- _Task brief_
From the entries below, extract every line that includes the word "POST".

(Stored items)
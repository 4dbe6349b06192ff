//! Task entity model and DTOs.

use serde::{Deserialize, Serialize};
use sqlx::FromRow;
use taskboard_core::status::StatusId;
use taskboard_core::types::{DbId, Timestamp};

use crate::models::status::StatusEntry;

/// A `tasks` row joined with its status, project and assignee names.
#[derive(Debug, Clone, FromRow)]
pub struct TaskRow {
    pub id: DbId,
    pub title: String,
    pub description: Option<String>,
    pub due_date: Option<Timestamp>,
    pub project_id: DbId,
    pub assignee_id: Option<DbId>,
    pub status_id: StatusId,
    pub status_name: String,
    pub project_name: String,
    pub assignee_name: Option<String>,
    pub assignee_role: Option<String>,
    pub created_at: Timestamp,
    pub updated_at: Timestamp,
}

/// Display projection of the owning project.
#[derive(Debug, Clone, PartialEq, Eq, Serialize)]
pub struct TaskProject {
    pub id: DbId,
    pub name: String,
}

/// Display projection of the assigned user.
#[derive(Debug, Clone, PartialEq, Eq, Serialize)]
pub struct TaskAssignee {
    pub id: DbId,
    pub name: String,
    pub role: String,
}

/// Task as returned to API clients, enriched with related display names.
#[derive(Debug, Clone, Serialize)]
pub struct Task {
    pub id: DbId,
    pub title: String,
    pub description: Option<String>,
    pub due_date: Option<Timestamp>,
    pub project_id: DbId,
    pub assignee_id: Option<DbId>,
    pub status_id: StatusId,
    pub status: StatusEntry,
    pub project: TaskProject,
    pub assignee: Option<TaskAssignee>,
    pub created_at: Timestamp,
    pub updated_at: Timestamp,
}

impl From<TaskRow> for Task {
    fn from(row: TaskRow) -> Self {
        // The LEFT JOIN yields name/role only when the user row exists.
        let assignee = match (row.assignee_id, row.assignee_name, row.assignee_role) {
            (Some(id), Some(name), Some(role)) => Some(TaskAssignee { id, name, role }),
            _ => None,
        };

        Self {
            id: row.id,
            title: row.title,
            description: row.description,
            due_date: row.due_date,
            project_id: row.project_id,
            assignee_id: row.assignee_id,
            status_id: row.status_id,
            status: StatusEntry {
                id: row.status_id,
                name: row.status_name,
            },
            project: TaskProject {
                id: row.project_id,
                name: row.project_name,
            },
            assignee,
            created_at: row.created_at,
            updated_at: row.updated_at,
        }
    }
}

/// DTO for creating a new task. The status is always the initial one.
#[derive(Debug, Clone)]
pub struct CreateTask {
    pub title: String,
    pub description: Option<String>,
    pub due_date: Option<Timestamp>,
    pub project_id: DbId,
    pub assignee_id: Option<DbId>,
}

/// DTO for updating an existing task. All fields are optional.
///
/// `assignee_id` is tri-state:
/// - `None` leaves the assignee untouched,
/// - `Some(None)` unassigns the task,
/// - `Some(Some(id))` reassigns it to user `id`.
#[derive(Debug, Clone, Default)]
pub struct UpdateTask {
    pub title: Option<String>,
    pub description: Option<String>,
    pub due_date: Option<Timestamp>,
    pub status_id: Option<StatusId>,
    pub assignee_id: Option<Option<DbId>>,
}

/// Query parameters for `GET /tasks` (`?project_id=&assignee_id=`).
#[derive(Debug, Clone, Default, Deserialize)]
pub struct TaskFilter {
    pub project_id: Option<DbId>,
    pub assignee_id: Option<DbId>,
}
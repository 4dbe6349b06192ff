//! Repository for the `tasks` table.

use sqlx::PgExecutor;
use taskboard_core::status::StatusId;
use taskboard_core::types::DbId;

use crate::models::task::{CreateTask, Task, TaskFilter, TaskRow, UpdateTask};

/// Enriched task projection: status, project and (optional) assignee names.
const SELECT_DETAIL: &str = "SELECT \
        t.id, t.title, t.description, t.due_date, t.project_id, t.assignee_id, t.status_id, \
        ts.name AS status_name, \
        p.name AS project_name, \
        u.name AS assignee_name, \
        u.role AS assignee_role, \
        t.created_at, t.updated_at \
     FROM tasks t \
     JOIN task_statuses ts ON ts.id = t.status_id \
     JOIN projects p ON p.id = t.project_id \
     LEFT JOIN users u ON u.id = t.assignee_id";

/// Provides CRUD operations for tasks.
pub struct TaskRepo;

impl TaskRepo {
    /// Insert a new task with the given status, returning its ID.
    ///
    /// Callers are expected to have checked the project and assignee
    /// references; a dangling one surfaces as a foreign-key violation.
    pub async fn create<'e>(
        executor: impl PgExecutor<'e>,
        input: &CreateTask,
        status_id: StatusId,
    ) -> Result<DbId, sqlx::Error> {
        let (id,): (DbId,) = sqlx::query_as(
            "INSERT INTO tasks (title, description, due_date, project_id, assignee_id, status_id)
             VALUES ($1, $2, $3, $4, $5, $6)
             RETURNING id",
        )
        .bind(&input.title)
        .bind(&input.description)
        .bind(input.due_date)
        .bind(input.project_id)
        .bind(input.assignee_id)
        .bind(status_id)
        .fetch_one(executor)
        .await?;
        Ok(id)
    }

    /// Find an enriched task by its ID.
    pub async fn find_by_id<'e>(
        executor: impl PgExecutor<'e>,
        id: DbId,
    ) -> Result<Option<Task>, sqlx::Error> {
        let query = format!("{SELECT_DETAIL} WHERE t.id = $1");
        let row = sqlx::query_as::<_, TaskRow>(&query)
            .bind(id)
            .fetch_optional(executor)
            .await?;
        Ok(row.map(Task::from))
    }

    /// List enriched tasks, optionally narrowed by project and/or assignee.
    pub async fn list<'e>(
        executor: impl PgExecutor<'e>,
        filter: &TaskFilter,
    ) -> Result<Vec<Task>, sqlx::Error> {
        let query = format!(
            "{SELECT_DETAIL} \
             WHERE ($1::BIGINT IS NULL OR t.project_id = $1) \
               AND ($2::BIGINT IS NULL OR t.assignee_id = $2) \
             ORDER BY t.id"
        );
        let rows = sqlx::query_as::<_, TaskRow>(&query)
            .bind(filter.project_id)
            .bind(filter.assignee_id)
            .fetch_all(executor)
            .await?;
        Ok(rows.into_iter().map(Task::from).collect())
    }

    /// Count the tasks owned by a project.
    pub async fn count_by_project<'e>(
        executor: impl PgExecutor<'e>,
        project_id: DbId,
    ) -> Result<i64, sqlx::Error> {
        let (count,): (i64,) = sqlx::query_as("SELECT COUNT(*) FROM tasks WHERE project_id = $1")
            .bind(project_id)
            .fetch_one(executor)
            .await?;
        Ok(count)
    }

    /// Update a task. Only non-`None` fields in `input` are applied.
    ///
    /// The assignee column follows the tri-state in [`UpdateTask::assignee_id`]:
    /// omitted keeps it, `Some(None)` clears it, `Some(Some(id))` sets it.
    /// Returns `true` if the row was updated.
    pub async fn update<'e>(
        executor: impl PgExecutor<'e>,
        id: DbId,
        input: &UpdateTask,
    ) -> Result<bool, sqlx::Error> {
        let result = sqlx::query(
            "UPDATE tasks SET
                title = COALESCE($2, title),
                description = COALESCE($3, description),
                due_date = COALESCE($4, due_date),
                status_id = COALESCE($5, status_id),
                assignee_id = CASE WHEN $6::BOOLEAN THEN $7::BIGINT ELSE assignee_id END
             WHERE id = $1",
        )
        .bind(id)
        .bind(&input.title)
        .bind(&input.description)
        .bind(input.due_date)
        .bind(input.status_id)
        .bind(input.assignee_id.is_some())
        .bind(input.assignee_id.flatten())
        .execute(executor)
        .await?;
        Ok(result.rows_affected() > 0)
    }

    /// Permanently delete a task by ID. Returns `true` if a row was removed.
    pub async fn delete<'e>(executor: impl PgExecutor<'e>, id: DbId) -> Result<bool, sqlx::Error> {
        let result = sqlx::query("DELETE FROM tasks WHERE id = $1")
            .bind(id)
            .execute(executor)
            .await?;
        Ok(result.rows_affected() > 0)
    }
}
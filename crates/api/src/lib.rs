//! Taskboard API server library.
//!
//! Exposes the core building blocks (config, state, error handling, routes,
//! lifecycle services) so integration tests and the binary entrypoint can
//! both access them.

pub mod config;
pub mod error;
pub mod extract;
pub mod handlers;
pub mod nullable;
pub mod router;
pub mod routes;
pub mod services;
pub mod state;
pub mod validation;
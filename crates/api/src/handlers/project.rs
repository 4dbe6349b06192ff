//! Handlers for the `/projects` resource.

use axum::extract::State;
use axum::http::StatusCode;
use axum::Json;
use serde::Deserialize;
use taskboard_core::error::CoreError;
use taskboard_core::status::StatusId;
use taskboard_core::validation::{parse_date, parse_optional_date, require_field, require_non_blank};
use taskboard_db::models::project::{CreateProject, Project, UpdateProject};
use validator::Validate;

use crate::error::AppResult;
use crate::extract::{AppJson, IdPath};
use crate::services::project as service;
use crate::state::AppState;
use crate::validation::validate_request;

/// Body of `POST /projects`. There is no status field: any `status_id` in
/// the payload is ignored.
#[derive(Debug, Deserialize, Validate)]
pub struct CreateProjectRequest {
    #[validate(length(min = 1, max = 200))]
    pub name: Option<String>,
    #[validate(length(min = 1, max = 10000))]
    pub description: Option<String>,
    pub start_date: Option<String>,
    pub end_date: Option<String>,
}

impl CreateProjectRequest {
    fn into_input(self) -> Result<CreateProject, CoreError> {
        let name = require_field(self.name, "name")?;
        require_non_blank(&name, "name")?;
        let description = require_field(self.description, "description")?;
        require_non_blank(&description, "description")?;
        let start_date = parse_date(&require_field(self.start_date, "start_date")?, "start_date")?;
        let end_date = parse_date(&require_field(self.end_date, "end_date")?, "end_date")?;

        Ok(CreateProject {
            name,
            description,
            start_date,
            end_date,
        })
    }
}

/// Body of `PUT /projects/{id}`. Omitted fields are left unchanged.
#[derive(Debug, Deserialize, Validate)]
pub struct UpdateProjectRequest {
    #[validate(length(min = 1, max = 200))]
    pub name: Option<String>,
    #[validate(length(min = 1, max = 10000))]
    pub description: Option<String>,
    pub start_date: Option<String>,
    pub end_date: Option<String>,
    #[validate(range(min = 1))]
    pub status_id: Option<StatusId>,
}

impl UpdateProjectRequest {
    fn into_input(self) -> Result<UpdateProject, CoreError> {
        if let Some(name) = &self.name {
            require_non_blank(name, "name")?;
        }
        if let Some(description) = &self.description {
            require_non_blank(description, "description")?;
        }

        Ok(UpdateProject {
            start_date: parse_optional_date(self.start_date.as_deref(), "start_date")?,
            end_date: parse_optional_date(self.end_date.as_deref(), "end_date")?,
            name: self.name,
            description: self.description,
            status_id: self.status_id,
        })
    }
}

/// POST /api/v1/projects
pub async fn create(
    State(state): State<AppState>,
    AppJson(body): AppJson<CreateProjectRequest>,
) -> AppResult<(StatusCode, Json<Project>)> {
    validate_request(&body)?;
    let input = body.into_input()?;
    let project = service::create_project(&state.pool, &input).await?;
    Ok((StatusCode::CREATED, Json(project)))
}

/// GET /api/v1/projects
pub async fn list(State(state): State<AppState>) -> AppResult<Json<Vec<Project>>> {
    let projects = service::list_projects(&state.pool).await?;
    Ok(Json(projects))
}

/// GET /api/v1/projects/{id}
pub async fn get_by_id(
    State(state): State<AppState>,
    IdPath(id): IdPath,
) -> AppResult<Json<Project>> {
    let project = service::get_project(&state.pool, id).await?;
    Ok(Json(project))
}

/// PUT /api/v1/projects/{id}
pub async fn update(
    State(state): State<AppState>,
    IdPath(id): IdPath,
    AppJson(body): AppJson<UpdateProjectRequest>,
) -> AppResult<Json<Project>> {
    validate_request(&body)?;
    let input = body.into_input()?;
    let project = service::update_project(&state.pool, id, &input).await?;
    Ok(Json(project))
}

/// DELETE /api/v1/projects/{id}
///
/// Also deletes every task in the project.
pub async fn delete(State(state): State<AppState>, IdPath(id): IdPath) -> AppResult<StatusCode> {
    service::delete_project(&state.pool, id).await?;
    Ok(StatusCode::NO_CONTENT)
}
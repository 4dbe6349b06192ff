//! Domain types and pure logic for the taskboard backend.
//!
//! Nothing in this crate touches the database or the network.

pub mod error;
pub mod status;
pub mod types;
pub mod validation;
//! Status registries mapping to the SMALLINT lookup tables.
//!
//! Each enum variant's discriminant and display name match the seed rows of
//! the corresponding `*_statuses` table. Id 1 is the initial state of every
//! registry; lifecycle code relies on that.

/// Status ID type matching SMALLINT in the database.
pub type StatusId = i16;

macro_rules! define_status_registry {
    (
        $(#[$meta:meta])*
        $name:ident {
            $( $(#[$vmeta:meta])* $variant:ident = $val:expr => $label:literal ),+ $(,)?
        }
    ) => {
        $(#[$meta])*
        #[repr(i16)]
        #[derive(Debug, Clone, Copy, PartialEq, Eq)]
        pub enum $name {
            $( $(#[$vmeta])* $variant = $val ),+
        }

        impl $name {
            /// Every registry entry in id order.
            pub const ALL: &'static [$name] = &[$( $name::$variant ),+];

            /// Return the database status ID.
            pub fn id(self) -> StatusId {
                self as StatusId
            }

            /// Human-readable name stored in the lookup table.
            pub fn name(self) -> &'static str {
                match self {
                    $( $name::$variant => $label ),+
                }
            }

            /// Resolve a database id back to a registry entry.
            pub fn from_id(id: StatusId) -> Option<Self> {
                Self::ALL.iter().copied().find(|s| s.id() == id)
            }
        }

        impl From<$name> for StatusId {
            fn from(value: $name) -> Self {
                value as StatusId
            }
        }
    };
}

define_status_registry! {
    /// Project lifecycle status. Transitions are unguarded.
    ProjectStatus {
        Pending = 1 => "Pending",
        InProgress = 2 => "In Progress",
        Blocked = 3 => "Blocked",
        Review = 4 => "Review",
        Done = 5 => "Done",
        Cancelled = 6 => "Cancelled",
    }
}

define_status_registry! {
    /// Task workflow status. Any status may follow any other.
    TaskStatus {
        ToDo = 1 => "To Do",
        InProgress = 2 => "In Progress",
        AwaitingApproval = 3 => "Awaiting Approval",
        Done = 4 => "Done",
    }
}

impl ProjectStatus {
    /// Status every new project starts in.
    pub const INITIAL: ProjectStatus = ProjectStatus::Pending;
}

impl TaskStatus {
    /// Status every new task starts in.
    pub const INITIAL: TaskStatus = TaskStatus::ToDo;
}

- _Result below_
/// Body of `POST /projects`. There is no status field: any `status_id` in
/// POST /api/v1/projects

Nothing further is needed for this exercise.